Gladstone Gallery, 130 East 64th Street, 6–8 p.m.
FRIDAY, JANUARY 26
Exhibition: Jean-Michel Basquiat at Brooklyn Museum
Last spring at Sotheby’s contemporary art auction, the Japanese billionaire Yusaku Maezawa purchased the Jean-Michel Basquiat painting Untitled for a record-setting $110.5 million. Less than a year later, the collector is bringing the painting back to the artist’s home turf of Brooklyn for a single-work exhibition, which also counts as the painting’s first institutional showing. “It is my hope that through the exhibition and extensive programming accompanying it, the young people of the borough will be inspired by their local hero, just as he has inspired so many of us around the world,” Maezawa said in a statement.
Brooklyn Museum, 200 Eastern Parkway, 11 a.m.–6 p.m.
SATURDAY, JANUARY 27
Symposium: “Collecting Medieval Art: Past, Present, and Future” at School of Visual Arts and Luhring Augustine
Maybe you’ve always wanted to buy medieval tapestries, stained glass pieces, icons, manuscripts, and artifacts, but you weren’t sure how to start. Thankfully, there’s a symposium for that. Luhring Augustine and the School of Visual Arts will co-host this event in Chelsea, which features talks from experts about displaying medieval objects and respecting their heritage. Curators from the Courtauld Institute of Art, the Metropolitan Museum of Art, and the University of Pennsylvania Libraries are among those expected to talk at the event. In between their presentations, visitors are invited to walk a couple blocks west and visit Luhring Augustine’s exhibition “Of Earth and Heaven,” which brings together privately owned medieval works.

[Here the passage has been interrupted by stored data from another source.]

#[cfg(test)]
mod tests {
    use super::*;
    use ch347_hid::{ByteOrder, Ch347, Ch347Error, I2cSpeed, Level, PinState, SpiMode, SpiSpeed};
    use std::sync::Arc;
    use std::thread;

    fn init() {
        let _ = env_logger::builder().is_test(true).try_init();
    }

    /// Packets needed to send `len` bytes
    fn expected_packets(len: usize) -> usize {
        let mut packets = 0;
        let mut remaining = len;
        while remaining > 0 {
            let op = remaining.min(SPI_MAX_OP_LEN);
            packets += op.div_ceil(SPI_MAX_PACKET_DATA);
            remaining -= op;
        }
        packets
    }

    /// WRITE primitives needed to send `len` bytes after the address
    fn write_primitives(len: usize) -> usize {
        if len == 0 {
            0
        } else if len <= I2C_STM_MAX_LEN - 1 {
            1
        } else {
            1 + (len - (I2C_STM_MAX_LEN - 1)).div_ceil(I2C_STM_MAX_LEN)
        }
    }

    #[test]
    fn test_spi_configure_and_cs() {
        init();
        let mut dummy = DummyCh347::new();
        let ch347 = Ch347::new(&mut dummy);
        ch347
            .configure_spi(SpiMode::Mode3, SpiSpeed::Speed15M, ByteOrder::MsbFirst)
            .unwrap();
        ch347.set_cs1(true).unwrap();
        drop(ch347);

        assert!(dummy.spi_config().is_some());
        assert!(dummy.cs_asserted(ChipSelect::CS1));
        assert!(!dummy.cs_asserted(ChipSelect::CS0));
        assert_eq!(dummy.pending_replies(), 0);

        let ch347 = Ch347::new(&mut dummy);
        ch347.set_cs(true).unwrap();
        ch347.set_cs1(false).unwrap();
        drop(ch347);
        assert!(dummy.cs_asserted(ChipSelect::CS0));
        assert!(!dummy.cs_asserted(ChipSelect::CS1));
    }

    #[test]
    fn test_spi_write_lengths() {
        init();
        let lengths = [
            0, 1, 508, 509, 510, 1018, 1019, 4096, 31749, 31750, 31751, 63500, 63501, 65536,
            100_000, 200_000,
        ];
        for len in lengths {
            let data: Vec<u8> = (0..len).map(|i| (i * 7 + len) as u8).collect();
            let ch347 = Ch347::new(DummyCh347::new());
            ch347.spi_write(&data).unwrap();
            let dummy = ch347.into_inner();

            let stats = dummy.stats();
            assert_eq!(dummy.mosi(), &data[..], "payload mismatch for {}", len);
            assert_eq!(stats.spi_packets, expected_packets(len), "packets for {}", len);
            assert_eq!(stats.spi_acks_read, stats.spi_packets, "acks for {}", len);
            assert_eq!(dummy.pending_replies(), 0);
        }
    }

    #[test]
    fn test_spi_read_rejected_without_traffic() {
        let ch347 = Ch347::new(DummyCh347::new());
        let mut buf = [0u8; 4];
        assert!(matches!(
            ch347.spi_transfer(&[0x9F], &mut buf),
            Err(Ch347Error::UnsupportedOperation(_))
        ));
        assert_eq!(ch347.into_inner().stats().frames, 0);
    }

    #[test]
    fn test_spi_fault_until_reconfigured() {
        init();
        // Second packet of the operation never makes it
        let ch347 = Ch347::new(DummyCh347::new().fail_after(1));
        assert!(matches!(
            ch347.spi_write(&[0u8; 1000]),
            Err(Ch347Error::Transport(_))
        ));
        assert!(ch347.is_spi_faulted());
        assert!(matches!(ch347.spi_write(&[1]), Err(Ch347Error::SpiFaulted)));
    }

    #[test]
    fn test_spi_reconfigure_clears_fault() {
        init();
        let mut dummy = DummyCh347::new();
        // Leave an ack unread so the next transfer sees an unexpected reply
        dummy.replies.push_back(vec![0x04, 0x00, 0xC0, 0x00, 0x00, 0x00]);
        let ch347 = Ch347::new(dummy);
        assert!(matches!(
            ch347.spi_write(&[0xAA; 8]),
            Err(Ch347Error::ProtocolMismatch { .. })
        ));
        assert!(ch347.is_spi_faulted());

        let mut dummy = ch347.into_inner();
        dummy.replies.clear();
        let ch347 = Ch347::new(dummy);
        ch347
            .configure_spi(SpiMode::Mode0, SpiSpeed::Speed7_5M, ByteOrder::MsbFirst)
            .unwrap();
        assert!(!ch347.is_spi_faulted());
        ch347.spi_write(&[0x55; 8]).unwrap();
    }

    #[test]
    fn test_i2c_eeprom_round_trip() {
        init();
        let ch347 = Ch347::new(DummyCh347::new().with_i2c_memory(0x50, 256));
        ch347.configure_i2c(I2cSpeed::Fast400K).unwrap();

        let payload: Vec<u8> = (0..200).map(|i| i as u8 ^ 0x5A).collect();
        let mut write = vec![0x10];
        write.extend_from_slice(&payload);
        ch347.i2c_write(0x50, &write).unwrap();

        let mut read = vec![0u8; payload.len()];
        ch347.i2c_transact(0x50, &[0x10], &mut read).unwrap();
        assert_eq!(read, payload);

        let dummy = ch347.into_inner();
        assert_eq!(dummy.i2c_speed(), Some(I2cSpeed::Fast400K as u8));
        assert_eq!(&dummy.i2c_memory(0x50).unwrap()[0x10..0x10 + 200], &payload[..]);
        assert_eq!(dummy.pending_replies(), 0);
    }

    #[test]
    fn test_i2c_response_accounting() {
        init();
        let cases = [
            (0, 1),
            (1, 0),
            (1, 1),
            (3, 0),
            (62, 0),
            (63, 0),
            (125, 7),
            (126, 0),
            (0, 62),
            (0, 63),
            (0, 509),
            (0, 510),
            (1, 4096),
            (1000, 0),
            (2, 1500),
        ];
        for (w, r) in cases {
            let ch347 = Ch347::new(DummyCh347::new().with_i2c_memory(0x57, 256));
            let write = vec![0x00; w];
            let mut read = vec![0u8; r];
            ch347.i2c_transact(0x57, &write, &mut read).unwrap();

            let dummy = ch347.into_inner();
            let expected = write_primitives(w) + usize::from(r > 0) + r;
            assert_eq!(
                dummy.stats().i2c_responses,
                expected,
                "responses for write {} read {}",
                w,
                r
            );
            assert_eq!(dummy.pending_replies(), 0);
        }
    }

    #[test]
    fn test_i2c_read_wraps_memory() {
        let mut dummy = DummyCh347::new().with_i2c_memory(0x50, 256);
        let ch347 = Ch347::new(&mut dummy);
        let pattern: Vec<u8> = (0..=255).collect();
        for (i, chunk) in pattern.chunks(16).enumerate() {
            let mut write = vec![(i * 16) as u8];
            write.extend_from_slice(chunk);
            ch347.i2c_write(0x50, &write).unwrap();
        }

        let mut buf = vec![0u8; 1000];
        ch347.i2c_transact(0x50, &[0x80], &mut buf).unwrap();
        assert!(buf
            .iter()
            .enumerate()
            .all(|(i, &b)| b == ((0x80 + i) % 256) as u8));
    }

    #[test]
    fn test_i2c_absent_slave() {
        init();
        let ch347 = Ch347::new(DummyCh347::new());
        assert!(matches!(
            ch347.i2c_write(0x21, &[0x00]),
            Err(Ch347Error::WriteNak { address: 0x21 })
        ));

        let mut buf = [0u8; 4];
        assert!(matches!(
            ch347.i2c_read(0x21, &mut buf),
            Err(Ch347Error::ReadNak {
                address: 0x21,
                ack: 0x00
            })
        ));
    }

    #[test]
    fn test_gpio_set_get_all_pins() {
        init();
        let ch347 = Ch347::new(DummyCh347::new());
        for pin in Pin::ALL {
            for level in [true, false] {
                ch347.set_pin(pin, true, level).unwrap();
                assert_eq!(ch347.get_pin(pin).unwrap(), level);
                assert_eq!(
                    ch347.pin_state(pin).unwrap(),
                    PinState::Output(Level::from(level))
                );
            }
        }

        let dummy = ch347.into_inner();
        assert!(Pin::ALL.iter().all(|&p| dummy.output_level(p) == Some(false)));
    }

    #[test]
    fn test_gpio_inputs() {
        init();
        let mut dummy = DummyCh347::new();
        dummy.set_external_level(Pin::Gpio6, false);
        let ch347 = Ch347::new(&mut dummy);

        ch347.set_pin(Pin::Gpio6, true, true).unwrap();
        ch347.set_pin(Pin::Gpio6, false, false).unwrap();
        assert_eq!(
            ch347.pin_state(Pin::Gpio6).unwrap(),
            PinState::Input(Level::Low)
        );
        // Untouched pins stay pulled high
        assert!(ch347.get_pin(Pin::Gpio3).unwrap());
        drop(ch347);
        assert_eq!(dummy.output_level(Pin::Gpio6), None);
    }

    #[test]
    fn test_shared_between_threads() {
        init();
        let ch347 = Arc::new(Ch347::new(DummyCh347::new().with_i2c_memory(0x50, 256)));

        let handles: Vec<_> = (0..4u8)
            .map(|t| {
                let ch347 = Arc::clone(&ch347);
                thread::spawn(move || {
                    for i in 0..20u8 {
                        let pin = Pin::try_from(t).unwrap();
                        ch347.set_pin(pin, true, i % 2 == 0).unwrap();
                        ch347.spi_write(&[t; 600]).unwrap();
                        ch347.i2c_write(0x50, &[t * 16, i]).unwrap();
                    }
                })
            })
            .collect();
        for handle in handles {
            handle.join().unwrap();
        }

        let dummy = Arc::try_unwrap(ch347).ok().unwrap().into_inner();
        let stats = dummy.stats();
        assert_eq!(stats.spi_packets, 4 * 20 * 2);
        assert_eq!(stats.spi_acks_read, stats.spi_packets);
        assert_eq!(stats.gpio_exchanges, 80);
        assert_eq!(dummy.pending_replies(), 0);
        // Each 600-byte write lands contiguously
        assert!(dummy.mosi().chunks(600).all(|c| c.iter().all(|&b| b == c[0])));
    }
}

School of Visual Arts Theater and Luhring Augustine, 333 West 23rd Street and 531 West 24th Street, 9:30 a.m.–4 p.m. Free with RSVP to rsvp@luhringaugustine.com
SUNDAY, JANUARY 28
Performance: “Anti Bodies” at MoMA PS1
The website and curatorial platform Topical Cream presents a packed Sunday afternoon program of performances, readings, and installations inside of and around the VW Dome at MoMA PS1. Topical Cream provides voices for female-identifying and gender non-conforming persons; the show will take a look at various forms of resistance through creative expression and collective action. Highlights include video screenings presented by Jacksonville artist Redeem Pettaway, poetry from Natasha Stagg, and a live performance from the electronic punk band Deli Girls.
MoMA PS1, 22-25 Jackson Avenue, Queens, 2–6 p.m. Tickets $13/$15
Opening: Carissa Rodridguez at SculptureCenter
Between 2004 and 2015, the artist Carissa Rodriguez was a director at the Lower East Side gallery Reena Spaulings Fine Art, the elusive Chinatown gallery that has at times questioned issues related to creative agency, market value, and labor within the art world. For her first solo institutional show in New York, Rodriguez will present a new video work that continues these investigations by following the lives of “related” artworks. In broad strokes, the piece takes a look at artistic reproduction and technology through the lens of familial dynamics.
SculptureCenter, 44-19 Purves Street, Queens, 5-7 p.m.